Although our group of unwitting soldiers are equipped with guns to deal with the – very real – threats, it doesn’t look like bullets are going to protect you from the monsters we’ve seen lurking in the shadows. McDonald explains, “We’re not making a third person action-adventure game, where they’re running around shooting things, we’re not making Tomb Raider, we’re not making a Call of Duty first-person shooter. We’re still doing what we do best, we are looking at how we can evolve the series and move in different directions, but we’re not making those kinds of games yet.”

McDonald elaborates that the guns do, however, serve as a flashlight to help you explore the dark corners of the temple, scout for possible routes out, and find hidden secrets and “little titbits of information for the future of the series.” There’s also a new 360 degree player-controlled camera, which replaces the series’ fixed camera perspective, hopefully easing some tension for nervous players and letting you explore the environment in more detail.

Soldier exploring ruins in House of Ashes

From the small glimpses we’ve seen in the latest gameplay, the monsters seem more akin to the humanoids in The Descent, from their hunched posture and agile movement, to their apparent love for dwelling in the shadows. McDonald explains that part of House of Ashes’ mystery revolves around “working out what these things are, where they’ve come from, and how you can kill them. What are they vulnerable to? And is there something more going on?”

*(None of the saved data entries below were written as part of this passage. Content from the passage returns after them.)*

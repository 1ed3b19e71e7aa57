//! Parsers for the two member-reference grammars
//!
//! - [`parse_descriptor`] – packed member descriptors (`Lfoo/Bar;->baz(I)V`)
//! - [`parse_link`] – `{@link}` bodies (`foo.Bar#baz(int)`), resolved against a context member
//! - [`DocLexer`] – splits alternatives text into link/code tags

mod descriptor;
mod doc_lexer;
pub mod errors;
mod link;

pub use descriptor::{parse_descriptor, primitive_name};
pub use doc_lexer::{DocLexer, DocToken, DocTokenKind, tokenize};
pub use errors::{ErrorCode, LinkSyntaxError, SignatureSyntaxError};
pub use link::parse_link;
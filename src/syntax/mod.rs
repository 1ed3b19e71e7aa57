// Canonical member references shared by both grammars
pub mod member;

pub use member::{ClassKey, MemberReference, NameKey, PARAMETER_SEPARATOR};

/// Split `a.b.C` on the last `.` into `("a.b", "C")`.
///
/// A name without a dot lives in the unnamed package: `("", "C")`.
pub fn split_qualified_name(name: &str) -> (&str, &str) {
    match name.rfind('.') {
        Some(dot) => (&name[..dot], &name[dot + 1..]),
        None => ("", name),
    }
}
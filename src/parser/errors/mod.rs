//! Parser error handling module
//!
//! - Categorized error codes for filtering and documentation
//! - Syntax errors for both grammars, carrying the unparsed input

mod codes;
mod error;

pub use codes::ErrorCode;
pub use error::{LinkSyntaxError, SignatureSyntaxError};
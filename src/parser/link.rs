//! Documentation link body parser.
//!
//! ```text
//! link := [ class_name ] [ "#" member_name [ "(" parameters ")" ] ]
//! ```
//!
//! Missing package or class are taken from the context member, so `#foo`
//! inside the docs of `Lpkg/Owner;->m()V` means `pkg.Owner#foo`. The
//! parameter text is kept verbatim.

use crate::base::Cursor;
use crate::parser::errors::{ErrorCode, LinkSyntaxError};
use crate::syntax::{MemberReference, split_qualified_name};

/// Parse the body of a `{@link ...}` tag relative to `context`.
pub fn parse_link(body: &str, context: &MemberReference) -> Result<MemberReference, LinkSyntaxError> {
    let mut cursor = Cursor::new(body);

    let class_text = match cursor.find('#') {
        Some(hash) => cursor
            .next_n(hash)
            .map_err(|e| LinkSyntaxError::end_of_input(&cursor, e))?,
        None => cursor.next_rest(),
    };

    let (package, class) = match split_qualified_name(class_text) {
        ("", "") => (context.package(), context.class_name()),
        (package, "") => (package, context.class_name()),
        ("", class) => (context.package(), class),
        qualified => qualified,
    };

    if !cursor.has_next() {
        return Ok(MemberReference::class(package, class));
    }
    cursor
        .next()
        .map_err(|e| LinkSyntaxError::end_of_input(&cursor, e))?;

    let Some(open) = cursor.find('(') else {
        let member = cursor.next_rest();
        return Ok(MemberReference::new(package, class, member, String::new()));
    };

    let member = cursor
        .next_n(open)
        .map_err(|e| LinkSyntaxError::end_of_input(&cursor, e))?;
    cursor
        .next()
        .map_err(|e| LinkSyntaxError::end_of_input(&cursor, e))?;

    let Some(close) = cursor.find(')') else {
        return Err(LinkSyntaxError::with_default_message(&cursor, ErrorCode::E0201));
    };
    let parameters = cursor
        .next_n(close)
        .map_err(|e| LinkSyntaxError::end_of_input(&cursor, e))?;
    cursor
        .next()
        .map_err(|e| LinkSyntaxError::end_of_input(&cursor, e))?;

    Ok(MemberReference::new(package, class, member, parameters))
}
//! Resolution tests for documented public alternatives.

use std::sync::Arc;
use std::thread;

use altlink::{AlternativesError, Catalog, Resolver};
use rstest::rstest;

use crate::helpers::catalog_fixtures::*;
use crate::helpers::outcome_assertions::*;

// =============================================================================
// SUCCESSFUL RESOLUTION
// =============================================================================

#[rstest]
#[case("Use {@link #show()} instead.")]
#[case("{@link #show}")]
#[case("{@link #setGravity}")]
#[case("{@link #LENGTH_LONG}")]
#[case("{@link Toast#setText(int)}")]
#[case("{@link android.widget.Toast#setText(java.lang.CharSequence)}")]
#[case("{@link android.content.Context}")]
#[case("{@link android.os.Bundle#putIntArray(java.lang.String, int[])}")]
#[case("{@link android.os.Bundle#putAll(android.os.Bundle[][])}")]
#[case("{@link #show()} and {@link android.content.Context#getSystemService}")]
fn test_resolves(#[case] text: &str) {
    assert_resolves(&public_catalog(), text);
}

#[test]
fn test_code_snippet_only_is_accepted() {
    assert_resolves(&public_catalog(), "{@code Foo f = new Foo();}");
}

// =============================================================================
// NAME-ONLY FALLBACK
// =============================================================================

#[test]
fn test_unique_name_resolves_without_parameters() {
    let catalog = Catalog::from_descriptors(["Landroid/widget/Toast;->foo(I)V"]).unwrap();
    assert_resolves(&catalog, "{@link #foo}");
}

#[test]
fn test_parameterless_overload_matches_exactly() {
    let catalog = Catalog::from_descriptors([
        "Landroid/widget/Toast;->foo()V",
        "Landroid/widget/Toast;->foo(I)V",
    ])
    .unwrap();
    assert_resolves(&catalog, "{@link #foo}");
}

#[test]
fn test_overloads_are_ambiguous() {
    let catalog = Catalog::from_descriptors([
        "Landroid/widget/Toast;->foo(I)V",
        "Landroid/widget/Toast;->foo(Ljava/lang/String;)V",
    ])
    .unwrap();
    match assert_rejected(&catalog, "{@link #foo}") {
        AlternativesError::MultipleAlternativesFound { candidates, .. } => {
            let rendered: Vec<_> = candidates.iter().map(ToString::to_string).collect();
            assert_eq!(
                rendered,
                vec![
                    "android.widget.Toast#foo(int)",
                    "android.widget.Toast#foo(java.lang.String)"
                ]
            );
        }
        other => panic!("Expected ambiguity, got {:?}", other),
    }
}

#[test]
fn test_explicit_wrong_parameters_are_not_excused() {
    let catalog = Catalog::from_descriptors(["Lfoo/Bar;->baz(I)V"]).unwrap();
    let err = assert_rejected(&catalog, "{@link foo.Bar#baz(long)}");
    assert!(matches!(err, AlternativesError::MemberAlternativeNotFound { .. }));
}

#[test]
fn test_parameter_text_is_compared_verbatim() {
    let err = assert_rejected(&public_catalog(), "{@link #setGravity(int,int,int)}");
    assert!(matches!(err, AlternativesError::MemberAlternativeNotFound { .. }));
}

// =============================================================================
// FAILURES
// =============================================================================

#[test]
fn test_unknown_class() {
    let err = assert_rejected(&public_catalog(), "{@link android.widget.Hidden}");
    assert!(matches!(err, AlternativesError::ClassAlternativeNotFound { .. }));
}

#[test]
fn test_first_failing_tag_is_reported() {
    let err = assert_rejected(
        &public_catalog(),
        "{@link #show} then {@link #missing} then {@link android.Nope}",
    );
    match err {
        AlternativesError::MemberAlternativeNotFound { tag, .. } => {
            assert_eq!(tag, "{@link #missing}");
        }
        other => panic!("Expected member not found, got {:?}", other),
    }
}

#[test]
fn test_text_without_tags() {
    let err = assert_rejected(&public_catalog(), "Use the public API.");
    assert_eq!(err, AlternativesError::NoAlternativesSpecified);
}

#[test]
fn test_empty_text_and_threshold() {
    let catalog = public_catalog();
    let resolver = Resolver::new(&catalog);
    assert_eq!(
        resolver.resolve(Some(""), CONTEXT, Some(29)),
        Err(AlternativesError::RequiredAlternativeNotSpecified { level: 29 })
    );
    assert_eq!(resolver.resolve(Some(""), CONTEXT, Some(28)), Ok(()));
    assert_eq!(resolver.resolve(None, CONTEXT, None), Ok(()));
}

#[test]
fn test_empty_catalog_rejects_links() {
    let catalog = Catalog::new();
    let err = assert_rejected(&catalog, "{@link #show}");
    assert!(matches!(err, AlternativesError::MemberAlternativeNotFound { .. }));
    assert_resolves(&catalog, "{@code show()}");
}

// =============================================================================
// DETERMINISM AND SHARING
// =============================================================================

#[test]
fn test_shared_catalog_across_threads() {
    let catalog = Arc::new(public_catalog());
    let handles: Vec<_> = (0..4)
        .map(|_| {
            let catalog = Arc::clone(&catalog);
            thread::spawn(move || {
                let resolver = Resolver::new(&catalog);
                (
                    resolver.resolve(Some("{@link #show}"), CONTEXT, Some(30)),
                    resolver.resolve(Some("{@link #setText}"), CONTEXT, Some(30)),
                )
            })
        })
        .collect();

    for handle in handles {
        let (ok, ambiguous) = handle.join().unwrap();
        assert_eq!(ok, Ok(()));
        assert!(matches!(
            ambiguous,
            Err(AlternativesError::MultipleAlternativesFound { .. })
        ));
    }
}
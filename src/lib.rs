//! # altlink
//!
//! Member descriptor and documentation link parsing, with resolution of
//! documented public alternatives against a catalog of public API members.
//!
//! ## Module Structure (dependency order)
//!
//! ```text
//! project   → Policy config, catalog loading, batch annotation checking
//!   ↓
//! hir       → Catalog, alternative Resolver, diagnostics
//!   ↓
//! parser    → Descriptor and link parsers, logos doc-tag lexer, error codes
//!   ↓
//! syntax    → MemberReference data model
//!   ↓
//! base      → Cursor, text offsets
//! ```

// ============================================================================
// MODULES (dependency order: base → syntax → parser → hir → project)
// ============================================================================

/// Foundation types: Cursor, TextSize
pub mod base;

/// Syntax: the canonical MemberReference
pub mod syntax;

/// Parser: packed descriptors, link bodies, documentation tags
pub mod parser;

/// Semantic layer: Catalog, Resolver, Diagnostic
pub mod hir;

/// Project plumbing: policy, catalog loading, annotation checking
pub mod project;

// Re-export commonly needed items
pub use hir::{AlternativesError, Catalog, Diagnostic, ResolutionOutcome, Resolver};
pub use parser::{LinkSyntaxError, SignatureSyntaxError, parse_descriptor, parse_link};
pub use project::{AlternativesChecker, AnnotatedMember, CatalogLoader, PolicyConfig};
pub use syntax::MemberReference;
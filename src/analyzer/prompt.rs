use crate::analyzer::AnalysisRequest;

const OUTPUT_LIMIT: usize = 4_000;

#[derive(Debug, Clone)]
pub struct LlmPrompt {
    pub system: String,
    pub user: String,
}

pub fn build_prompt(request: &AnalysisRequest, system_override: Option<&str>) -> LlmPrompt {
    let system = system_override
        .map(str::to_owned)
        .unwrap_or_else(system_prompt);

    LlmPrompt {
        system,
        user: user_prompt(request),
    }
}

/* ============================================================
   System prompt (stable, reused)
   ============================================================ */

fn system_prompt() -> String {
    r#"
You are a senior software testing assistant. Given a failing test of a
command-line program, explain the root cause and concrete fix steps.
If the mismatch is only formatting, propose normalization rules
(strip, collapse_ws, lower, sort_lines, regex_extract(pattern)).

Reply with STRICT JSON ONLY, no markdown, exactly this shape:
{"root_cause": "...", "suggested_fix": "...", "confidence": 0.0}
"#
    .trim()
    .to_string()
}

/* ============================================================
   User prompt (derived from the finished case)
   ============================================================ */

fn user_prompt(r: &AnalysisRequest) -> String {
    let mut out = String::new();

    out.push_str("COMMAND\n");
    out.push_str(&r.command);
    out.push_str("\n\n");

    out.push_str(&format!("CASE: {}\nVERDICT: {}\n", r.case.id, r.verdict));
    if let Some(reason) = &r.reason {
        out.push_str(&format!("REASON: {reason}\n"));
    }
    if !r.case.normalizers.is_empty() {
        out.push_str(&format!("NORMALIZERS: {}\n", r.case.normalizers.canonical()));
    }
    out.push('\n');

    section(&mut out, "INPUT", &r.case.input.as_text());

    if let Some(expected) = &r.expected_normalized {
        section(&mut out, "EXPECTED (normalized)", expected);
    }
    if let Some(actual) = &r.actual_normalized {
        section(&mut out, "ACTUAL (normalized)", actual);
    } else {
        section(&mut out, "ACTUAL STDOUT", &r.result.stdout);
    }

    out.push_str(&format!(
        "EXIT CODE: {}\nTIMED OUT: {}\n\n",
        r.result
            .exit_code
            .map(|c| c.to_string())
            .unwrap_or_else(|| "none".into()),
        r.result.timed_out
    ));

    if !r.result.stderr.trim().is_empty() {
        section(&mut out, "STDERR", &r.result.stderr);
    }

    out.push_str(
        "Answer with: the likely root cause (cite concrete fragments), the minimal fix, \
         and any normalization rule that would make a formatting-only mismatch pass.",
    );
    out
}

fn section(out: &mut String, title: &str, body: &str) {
    out.push_str(title);
    out.push_str(":\n");
    out.push_str(&truncate(body));
    if !body.ends_with('\n') {
        out.push('\n');
    }
    out.push('\n');
}

fn truncate(s: &str) -> String {
    if s.chars().count() <= OUTPUT_LIMIT {
        return s.to_string();
    }
    let head: String = s.chars().take(OUTPUT_LIMIT).collect();
    format!("{head}\n...truncated...")
}
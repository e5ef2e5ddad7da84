// Human-readable run report for the terminal.

use std::io::{self, Write};

use similar::TextDiff;

use crate::prioritize::{DropReason, FlakyAction};
use crate::report::{ReportEntry, RunReport, Status};

const STDERR_LINES: usize = 10;

pub fn render<W: Write>(report: &RunReport, out: &mut W) -> io::Result<()> {
    for entry in &report.entries {
        render_entry(entry, out)?;
    }

    render_selection(report, out)?;

    let s = &report.summary;
    writeln!(out)?;
    writeln!(
        out,
        "Total: {}  PASS: {}  FAIL: {}  ERROR: {}  RECORDED: {}  ({:.2}s)",
        s.total,
        s.pass,
        s.fail,
        s.error,
        s.recorded,
        report.meta.elapsed().as_secs_f64()
    )?;
    if report.truncated {
        writeln!(out, "RUN TRUNCATED: {} planned case(s) not run", s.not_run)?;
    }
    Ok(())
}

fn render_entry<W: Write>(entry: &ReportEntry, out: &mut W) -> io::Result<()> {
    let code = entry
        .result
        .exit_code
        .map(|c| c.to_string())
        .unwrap_or_else(|| "-".into());
    write!(
        out,
        "[{}] {} ({:.2}s, code={})",
        entry.status.label(),
        entry.case.id,
        entry.result.duration.as_secs_f64(),
        code
    )?;
    if entry.attempts > 1 {
        write!(out, " attempts={}", entry.attempts)?;
    }
    writeln!(out)?;

    if matches!(entry.status, Status::Pass | Status::Recorded) {
        return Ok(());
    }

    if let Some(reason) = &entry.reason {
        writeln!(out, "  reason: {reason}")?;
    }

    if let (Some(expected), Some(actual)) = (&entry.expected_normalized, &entry.actual_normalized) {
        if expected != actual {
            let diff = TextDiff::from_lines(expected.as_str(), actual.as_str())
                .unified_diff()
                .header("expected", "actual")
                .to_string();
            for line in diff.lines() {
                writeln!(out, "  {line}")?;
            }
        }
    }

    let stderr = entry.result.stderr.trim_end();
    if !stderr.is_empty() {
        writeln!(out, "  stderr:")?;
        let lines: Vec<&str> = stderr.lines().collect();
        let skip = lines.len().saturating_sub(STDERR_LINES);
        for line in &lines[skip..] {
            writeln!(out, "    {line}")?;
        }
    }

    if let Some(analysis) = &entry.analysis {
        if analysis.analysis_failed {
            writeln!(
                out,
                "  analysis failed: {}",
                analysis.failure_reason.as_deref().unwrap_or("unknown")
            )?;
        } else {
            if let Some(cause) = &analysis.root_cause {
                writeln!(out, "  root cause: {cause}")?;
            }
            if let Some(fix) = analysis.suggested_fix.as_deref().filter(|f| !f.is_empty()) {
                writeln!(out, "  suggested fix: {fix}")?;
            }
        }
    }

    Ok(())
}

fn render_selection<W: Write>(report: &RunReport, out: &mut W) -> io::Result<()> {
    let meta = &report.selection;
    if meta.dropped.is_empty() && meta.flaky.is_empty() {
        return Ok(());
    }

    writeln!(out)?;
    writeln!(
        out,
        "Selection: {} loaded, {} selected, {} duplicate(s) dropped",
        meta.loaded, meta.selected, meta.duplicates_dropped
    )?;
    for dropped in &meta.dropped {
        let why = match &dropped.reason {
            DropReason::Duplicate { of } => format!("duplicate of {of}"),
            DropReason::ConflictingExpectation { of } => {
                format!("duplicate of {of} with a different expectation")
            }
            DropReason::Flaky { failure_rate, .. } => {
                format!("flaky ({:.0}% failing), excluded", failure_rate * 100.0)
            }
            DropReason::OverBudget => "over case budget".to_string(),
        };
        writeln!(out, "  dropped {}: {why}", dropped.case_id)?;
    }
    for flaky in meta.flaky.iter().filter(|f| f.action == FlakyAction::Sampled) {
        writeln!(
            out,
            "  flaky {}: {:.0}% failing over {} run(s), sampled",
            flaky.case_id,
            flaky.failure_rate * 100.0,
            flaky.observations
        )?;
    }
    Ok(())
}

#[cfg(test)]
mod tests {
    use super::*;
    use crate::case::{CaseInput, Expectation, TestCase};
    use crate::compare::Verdict;
    use crate::harness::CaseResult;
    use crate::normalize::Pipeline;
    use crate::prioritize::{DroppedCase, SelectionMeta};
    use crate::report::{RunMeta, Summary};
    use std::collections::BTreeSet;
    use std::time::Duration;

    fn failing_entry() -> ReportEntry {
        ReportEntry {
            case: TestCase {
                id: "sum".into(),
                input: CaseInput::Text("1\n2\n".into()),
                expected: Some(Expectation {
                    stdout: Some("3".into()),
                    exit_code: None,
                }),
                normalizers: Pipeline::default(),
                tags: BTreeSet::new(),
                source: None,
                timeout_secs: None,
            },
            result: CaseResult {
                case_id: "sum".into(),
                stdout: "4".into(),
                stderr: "line1\nline2\n".into(),
                exit_code: Some(0),
                duration: Duration::from_millis(10),
                timed_out: false,
                fault: None,
            },
            verdict: Verdict::Fail,
            status: Status::Fail,
            reason: Some("output mismatch".into()),
            expected_normalized: Some("3".into()),
            actual_normalized: Some("4".into()),
            attempts: 1,
            tally: None,
            analysis: None,
        }
    }

    #[test]
    fn renders_diff_totals_and_truncation() {
        let report = RunReport {
            meta: RunMeta::start("s"),
            truncated: true,
            summary: Summary {
                total: 1,
                fail: 1,
                not_run: 2,
                ..Summary::default()
            },
            entries: vec![failing_entry()],
            not_run: vec!["b".into(), "c".into()],
            selection: SelectionMeta {
                loaded: 4,
                selected: 3,
                duplicates_dropped: 1,
                dropped: vec![DroppedCase {
                    case_id: "d".into(),
                    reason: DropReason::Duplicate { of: "sum".into() },
                }],
                flaky: Vec::new(),
            },
        };

        let mut buf = Vec::new();
        render(&report, &mut buf).unwrap();
        let text = String::from_utf8(buf).unwrap();

        assert!(text.contains("[FAIL] sum (0.01s, code=0)"));
        assert!(text.contains("-3"));
        assert!(text.contains("+4"));
        assert!(text.contains("    line2"));
        assert!(text.contains("dropped d: duplicate of sum"));
        assert!(text.contains("FAIL: 1"));
        assert!(text.contains("RUN TRUNCATED: 2 planned case(s) not run"));
    }
}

Supermassive Games has mapped out eight horror games for the series, and so had already settled on the main threat for House of Ashes, which has been in the works for over four years, but McDonald suggests the various narrative threads all link together “by happy accident”. House of Ashes does look like it’s venturing away from the cabin in the woods-style horror, taking more inspiration from sci-fi heavyweights to produce a nightmarish, underground showdown between monster and man.